--- Exercise materials Enclosed Below ---
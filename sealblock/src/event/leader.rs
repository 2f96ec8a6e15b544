use super::EventModel;
use crate::node::NodeId;
use serde::{Deserialize, Serialize};

/// Published by the leader election when a new leader was chosen.
#[derive(Debug, Clone, PartialEq, Eq, Serialize, Deserialize)]
pub struct LeaderUpdated {
    /// The event's metadata.
    pub model: EventModel,
    /// The new leader.
    pub leader_id: NodeId,
}

impl LeaderUpdated {
    /// Create a new event announcing `leader_id` as leader.
    #[must_use]
    pub fn new(leader_id: NodeId) -> Self {
        Self {
            model: EventModel::new(leader_id.as_str().into()),
            leader_id,
        }
    }
}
--- End of Enclosed Exercise materials ---
— Work request —
The output should be the entire listing, exactly as it is.

— Response to the exercise —
filename sealblock/src/event/leader.rs
repository 2f96ec8a6e15b544
use super::EventModel;
use crate::node::NodeId;
use serde::{Deserialize, Serialize};

/// Published by the leader election when a new leader was chosen.
#[derive(Debug, Clone, PartialEq, Eq, Serialize, Deserialize)]
pub struct LeaderUpdated {
    /// The event's metadata.
    pub model: EventModel,
    /// The new leader.
    pub leader_id: NodeId,
}

impl LeaderUpdated {
    /// Create a new event announcing `leader_id` as leader.
    #[must_use]
    pub fn new(leader_id: NodeId) -> Self {
        Self {
            model: EventModel::new(leader_id.as_str().into()),
            leader_id,
        }
    }
}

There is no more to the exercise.